As primary carers for people who often require vital medical treatment, nurses belong to what is surely one of the most important professions in the world. It follows that anyone who becomes a nurse must always endeavor to perform their responsibilities to the greatest possible standard. After all, mistakes can be costly, and nurses who are able to provide a high level of daily care can make a truly significant difference in the lives of their patients.

Of course, just like with any other profession, anyone training to become a nurse must, above all, focus on developing the core competencies needed to perform their future roles at the highest level. So, what are the most important skills and abilities that prospective nurses need to acquire, and how do they help when performing daily nursing tasks?

In this article, we examine the main competencies involved in nursing, why they matter, and how they are put into practice. In addition, we also look at the importance of education in helping to develop these competencies, the underlying theoretical knowledge, why emotional intelligence is such a crucial skill in this profession, and what other qualities are crucial to success. Finally, we see how experience at work and a firm commitment to lifelong learning are also vital to career development in nursing and can help set nurses on the path to a successful future.

A multifaceted role

As indicated above, nursing is an incredibly important profession, but it is also extremely demanding.
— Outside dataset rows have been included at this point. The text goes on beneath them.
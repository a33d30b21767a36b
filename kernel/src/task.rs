//! Tasks: names plus fixed-arity argument tuples.
//!
//! A task is dispatched by name: the planner resolves it against the
//! method registry (compound) or the operator registry (primitive).
//! The task itself carries no state effect.

/// A task argument: a symbol (entity or item name) or a number.
#[derive(Debug, Clone, PartialEq, Eq, PartialOrd, Ord, Hash)]
pub enum TaskArgV1 {
    /// Entity or item identifier.
    Sym(String),
    /// Quantity or threshold.
    Num(i64),
}

impl TaskArgV1 {
    /// Symbol payload, if this argument is a symbol.
    #[must_use]
    pub fn as_sym(&self) -> Option<&str> {
        match self {
            Self::Sym(s) => Some(s),
            Self::Num(_) => None,
        }
    }

    /// Numeric payload, if this argument is a number.
    #[must_use]
    pub fn as_num(&self) -> Option<i64> {
        match self {
            Self::Num(n) => Some(*n),
            Self::Sym(_) => None,
        }
    }
}

impl std::fmt::Display for TaskArgV1 {
    fn fmt(&self, f: &mut std::fmt::Formatter<'_>) -> std::fmt::Result {
        match self {
            Self::Sym(s) => f.write_str(s),
            Self::Num(n) => write!(f, "{n}"),
        }
    }
}

/// A task instance: name + arguments.
#[derive(Debug, Clone, PartialEq, Eq, PartialOrd, Ord, Hash)]
pub struct TaskV1 {
    /// Dispatch name, e.g. `have_enough` or `op_punch_for_wood`.
    pub name: String,
    /// Fixed-arity argument tuple.
    pub args: Vec<TaskArgV1>,
}

impl TaskV1 {
    /// Build a task from a name and arguments.
    #[must_use]
    pub fn new(name: impl Into<String>, args: Vec<TaskArgV1>) -> Self {
        Self {
            name: name.into(),
            args,
        }
    }

    /// Canonical key string `name(arg,arg,…)`.
    ///
    /// Used for calling-stack repetition counting and the derive-once
    /// memo: two tasks with the same key are the same work item.
    #[must_use]
    pub fn key(&self) -> String {
        let mut key = self.name.clone();
        key.push('(');
        for (i, arg) in self.args.iter().enumerate() {
            if i > 0 {
                key.push(',');
            }
            key.push_str(&arg.to_string());
        }
        key.push(')');
        key
    }
}

impl std::fmt::Display for TaskV1 {
    fn fmt(&self, f: &mut std::fmt::Formatter<'_>) -> std::fmt::Result {
        f.write_str(&self.key())
    }
}

/// Convenience constructor for `have_enough`-style goal tasks.
#[must_use]
pub fn goal_task(name: &str, entity: &str, item: &str, qty: i64) -> TaskV1 {
    TaskV1::new(
        name,
        vec![
            TaskArgV1::Sym(entity.to_string()),
            TaskArgV1::Sym(item.to_string()),
            TaskArgV1::Num(qty),
        ],
    )
}

/// Read the conventional `(entity, item, qty)` argument layout.
///
/// Returns `None` when the task does not follow the layout; callers
/// treat that as the method/operator being inapplicable.
#[must_use]
pub fn entity_item_qty(args: &[TaskArgV1]) -> Option<(&str, &str, i64)> {
    match args {
        [TaskArgV1::Sym(entity), TaskArgV1::Sym(item), TaskArgV1::Num(qty)] => {
            Some((entity, item, *qty))
        }
        _ => None,
    }
}

/// Read the conventional `(entity, item)` argument layout.
#[must_use]
pub fn entity_item(args: &[TaskArgV1]) -> Option<(&str, &str)> {
    match args {
        [TaskArgV1::Sym(entity), TaskArgV1::Sym(item)] => Some((entity, item)),
        _ => None,
    }
}

/// Read the conventional single-`(entity)` argument layout.
#[must_use]
pub fn entity_only(args: &[TaskArgV1]) -> Option<&str> {
    match args {
        [TaskArgV1::Sym(entity)] => Some(entity),
        _ => None,
    }
}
After all, nurses are responsible for caring for people when they are at their most vulnerable — when their health is at stake. In these cases, nurses are required to provide a high level of care, stay calm and always strive to do their best for the patient, even in the face of severe strain.

Nurses will take on a huge variety of different tasks over the course of their careers, but also often in a single day or week. In the treatment room, for example, they might be responsible for taking blood tests, performing physical examinations, measuring heart rate or blood pressure, or offering immediate care for patients suffering from acute issues.

Nurses typically also have a number of responsibilities beyond providing immediate medical treatment, including communicating with patients and their families, performing administrative tasks such as updating medical records, making appointments and ordering supplies, and also helping to ensure that all of the medical equipment is both sterile and properly stored.

Of course, nurses will also face patients with many different issues, each of which requires specific and often individually tailored treatment. Nurses also typically operate in a range of different contexts throughout their career, potentially working in several types of medical institutions, from hospitals and medical clinics to psychiatric facilities, drug treatment centers or homes for the elderly.

Nurses are also likely to come into contact with a huge array of different patients, who will differ in every way imaginable in terms of age, culture, race or socioeconomic background. Given the overall complexity of their job, nurses naturally need to develop a wide range of skills and competencies that can help them negotiate the many challenging aspects of the profession. So, what are the main competencies, and why are they so important?

Clinical skills to the fore

First and foremost, both in their university training and beyond, nurses must develop both the clinical skills and related theoretical knowledge of medicine that will enable them to carry out the fundamental medical procedures required to provide immediate care for patients — whether independently or in cooperation with physicians or other health professionals.

If, for example, an accident victim is admitted to the accident and emergency room, the nurse might find they have to carry out several procedures, such as applying tourniquets and bandages, treating wounds, or giving injections. All of this, of course, must be performed in a short period of time and under severe pressure. In this kind of emergency scenario, it is essential that nurses are extremely familiar with not only how these procedures work and when they should be applied but also that they are aware of the scientific reasoning behind the steps taken. In many cases, they will also need to consider a range of other areas that are integral to the health of the patient, including possible medication, further interventions, their general condition of health, and the need for aftercare.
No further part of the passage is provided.